The conspiracy charge was the most serious and could bring sentences up to 20 years.
Only one defendant, Dessa Curb, walked away with no conviction on any charge.
Curb was sobbing out of joy. “I knew I was innocent and I knew God had my back,” she said.
She was going to head home and go to church Wednesday night. She has retired from teaching but will continue to volunteer in the schools.
The jury returned a mix of guiltys and not guiltys on the remaining felony charges, such as making false statements, for the other 11. They will be sentenced in the next two weeks.
>>See charges and photos of the convicted teachers here.
The conspiracy verdicts bring a definitive conclusion to a seven-month trial and years of allegations that teachers and administrators conducted and covered up widespread cheating in Atlanta Public Schools.
The 11 convicted former teachers and administrators – 21 others had already pleaded guilty to lesser charges – were led out in handcuffs and face long sentences. The other felony charges could each bring five to 10 years in prison for each count.
As the first guilty verdicts were read the defendants and defense attorneys stood. Their faces fell as they heard the "guilty" verdicts roll.
The convictions close a long, troubling period that tarnished the image of the school system and the city as educators and administrators chose their careers and bonuses over doing right by the children they taught.
Investigators said the educators worked together, sometimes holding erasure parties or dinners, sometimes working alone, to correct answers on the Criterion-Referenced Competency Test. The cheating robbed students, who were passed up to the next grade without being prepared to succeed, and caused the schools to miss out on grants that could have provided tutoring or other help for those who were failing.
The investigation revealed student test sheets that had inordinate numbers of erasures changed to correct answers. One expert testified that the odds that students in one classroom would have so many wrong-to-right erasures without some kind of intervention was one in 284 septillion, 284 followed by 21 zeros.

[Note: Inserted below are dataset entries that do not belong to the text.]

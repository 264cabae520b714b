use thiserror::Error;

/// Broad classification of a [`PackError`].
#[derive(Debug, Clone, Copy, PartialEq, Eq)]
pub enum ErrorCategory {
    /// An identifier or part index did not resolve.
    Lookup,
    /// Data, mask or rule values broke a store invariant.
    Validation,
    /// A condition expression failed to compile or evaluate.
    Expression,
}

/// Every failure the masking engine and the channel store can report.
///
/// All of them are raised at the point of detection; none is downgraded
/// to a default value.
#[derive(Debug, Clone, PartialEq, Error)]
pub enum PackError {
    // -- lookup --
    #[error("no channel matches '{0}'")]
    UnknownChannel(String),

    #[error("part {part} is out of range ({count} parts in mask)")]
    PartOutOfRange { part: usize, count: usize },

    #[error("channel name '{name}' has no match for pattern '{pattern}'")]
    NameMismatch { name: String, pattern: String },

    // -- validation --
    #[error("{what}: expected length {expected}, got {found}")]
    LengthMismatch {
        what: String,
        expected: usize,
        found: usize,
    },

    #[error("key sets differ: {0}")]
    KeySetMismatch(String),

    #[error("invalid view '{0}', expected one of raw, nan, filter")]
    InvalidView(String),

    #[error("invalid duration rule: {0}")]
    InvalidDurationRule(String),

    #[error("invalid sample rate {0}, must be finite and positive")]
    InvalidSampleRate(f64),

    #[error("'{0}' cannot be used as a record field name")]
    InvalidFieldName(String),

    #[error("invalid fallback prefix '{0}'")]
    InvalidPrefix(String),

    #[error("invalid name pattern: {0}")]
    InvalidPattern(String),

    #[error("unknown condition category '{0}', expected cond, start or stop")]
    InvalidCategory(String),

    #[error("part [{start}, {stop}) does not fit a mask of length {len}")]
    InvalidPart { start: usize, stop: usize, len: usize },

    // -- expression --
    #[error("cannot parse condition `{expr}` at position {position}: {message}")]
    Parse {
        expr: String,
        position: usize,
        message: String,
    },

    #[error("condition `{expr}` references unknown channel '{channel}'")]
    UnresolvedChannel { expr: String, channel: String },

    #[error("cannot evaluate condition `{expr}`: {message}")]
    Evaluation { expr: String, message: String },
}

impl PackError {
    pub fn category(&self) -> ErrorCategory {
        match self {
            PackError::UnknownChannel(_)
            | PackError::PartOutOfRange { .. }
            | PackError::NameMismatch { .. } => ErrorCategory::Lookup,
            PackError::Parse { .. }
            | PackError::UnresolvedChannel { .. }
            | PackError::Evaluation { .. } => ErrorCategory::Expression,
            _ => ErrorCategory::Validation,
        }
    }

    pub(crate) fn length(what: impl Into<String>, expected: usize, found: usize) -> Self {
        PackError::LengthMismatch {
            what: what.into(),
            expected,
            found,
        }
    }
}

pub type Result<T, E = PackError> = std::result::Result<T, E>;
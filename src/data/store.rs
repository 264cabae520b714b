use std::borrow::Cow;
use std::collections::{BTreeMap, BTreeSet};
use std::fmt;
use std::path::{Path, PathBuf};
use std::str::FromStr;
use std::sync::Arc;

use log::{debug, warn};
use regex::Regex;
use serde::{Deserialize, Serialize};

use super::filter::Conditions;
use super::model::{Channel, Value};
use crate::error::{PackError, Result};
use crate::mask::duration::{apply_duration, DurationRule};
use crate::mask::expr::Binder;
use crate::mask::slices::{slices, Part};

/// Prefix of the fallback channel names (`ch0`, `ch1`, ...).
pub const DEFAULT_FALLBACK_PREFIX: &str = "ch";

// ---------------------------------------------------------------------------
// ChannelId – how callers refer to a channel
// ---------------------------------------------------------------------------

/// A reference to a channel.
///
/// Resolution order is fixed: an exact integer key, then a match in the
/// name table (first match wins), then the fallback pattern
/// `<prefix><key>` (e.g. `ch4`). Keys only take the first tier; names
/// take the second and third.
#[derive(Debug, Clone, PartialEq, Eq, Hash)]
pub enum ChannelId {
    Key(usize),
    Name(String),
}

impl fmt::Display for ChannelId {
    fn fmt(&self, f: &mut fmt::Formatter<'_>) -> fmt::Result {
        match self {
            ChannelId::Key(k) => write!(f, "{k}"),
            ChannelId::Name(name) => f.write_str(name),
        }
    }
}

impl From<usize> for ChannelId {
    fn from(key: usize) -> Self {
        ChannelId::Key(key)
    }
}

impl From<&str> for ChannelId {
    fn from(name: &str) -> Self {
        ChannelId::Name(name.to_string())
    }
}

impl From<String> for ChannelId {
    fn from(name: String) -> Self {
        ChannelId::Name(name)
    }
}

impl From<&ChannelId> for ChannelId {
    fn from(id: &ChannelId) -> Self {
        id.clone()
    }
}

/// Parses digits as a key and anything else as a name.
impl FromStr for ChannelId {
    type Err = std::convert::Infallible;

    fn from_str(s: &str) -> Result<Self, Self::Err> {
        Ok(match s.trim().parse::<usize>() {
            Ok(key) => ChannelId::Key(key),
            Err(_) => ChannelId::Name(s.to_string()),
        })
    }
}

// ---------------------------------------------------------------------------
// View – how the mask shapes returned data
// ---------------------------------------------------------------------------

/// Read-time transformation applied when retrieving a channel.
#[derive(Debug, Clone, Copy, Default, PartialEq, Eq, Serialize, Deserialize)]
#[serde(rename_all = "lowercase")]
pub enum View {
    /// The untouched array.
    #[default]
    Raw,
    /// Masked-out records replaced by NaN (numeric) or `Null`.
    Nan,
    /// Only the masked-in records.
    Filter,
}

impl fmt::Display for View {
    fn fmt(&self, f: &mut fmt::Formatter<'_>) -> fmt::Result {
        f.write_str(match self {
            View::Raw => "raw",
            View::Nan => "nan",
            View::Filter => "filter",
        })
    }
}

impl FromStr for View {
    type Err = PackError;

    fn from_str(s: &str) -> Result<Self> {
        match s.trim().to_ascii_lowercase().as_str() {
            "raw" | "ignore" => Ok(View::Raw),
            "nan" => Ok(View::Nan),
            "filter" => Ok(View::Filter),
            other => Err(PackError::InvalidView(other.to_string())),
        }
    }
}

/// How [`ChannelStore::name`] renders a channel name.
#[derive(Debug, Clone, Default)]
pub enum NameStyle {
    /// The name as stored.
    #[default]
    Full,
    /// The first whitespace-separated word of the name.
    FirstWord,
    /// The first match of a pattern in the name: its first capture group
    /// if the pattern has one, the whole match otherwise.
    Pattern(Regex),
    /// `<prefix><key>`, regardless of the name table.
    Fallback,
}

impl NameStyle {
    pub fn pattern(pattern: &str) -> Result<Self> {
        Regex::new(pattern)
            .map(NameStyle::Pattern)
            .map_err(|e| PackError::InvalidPattern(e.to_string()))
    }
}

// ---------------------------------------------------------------------------
// ChannelStore
// ---------------------------------------------------------------------------

/// Channels sharing one record axis, plus the mask over that axis.
///
/// Invariants held by every method:
/// * all channels have the same length `N` (the record count)
/// * `mask().len() == N`
/// * replacing or appending data resets the mask to all true
#[derive(Debug, Clone, Default)]
pub struct ChannelStore {
    data: BTreeMap<usize, Channel>,
    names: BTreeMap<usize, String>,
    mask: Vec<bool>,
    view: View,
    fallback_prefix: Option<String>,
    sources: Vec<PathBuf>,
}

The scandal, one of the most notorious to strike a U.S. school district, was uncovered by The Atlanta Journal-Constitution in 2008, when it found improbably improved scores on on the tests. After a number of newspapers articles, the governor called for a special investigation, in spite of protestations and coverups by Atlanta school leaders including Hall. She was not tried, as she was suffering from breast cancer. Hall died March 2, her attorneys still claiming her innocence.
The governor’s 413-page investigation report, released in July 2011, detailed a system that had a wonderful goal in mind – to improve student performance and learning in even the poorest schools in the district, with no excuses accepted for failure. But it was derailed by the way it was set up.
Hall set rigorous accountability measures, stronger than federal objectives of the No Child Left Behind law, and demanded ever increasing test scores. As yearly scores improved, she garnered state and national accolades, but the governor’s report says teachers suffered under the unrealistic goals, and the system was made ripe for cheating by severe consequences meted out for failure, including firings, demotions and public humiliation.
As allegations of cheating began popping up the administration failed to recognize or seriously investigate them and instead retaliated against those who were reporting the problems.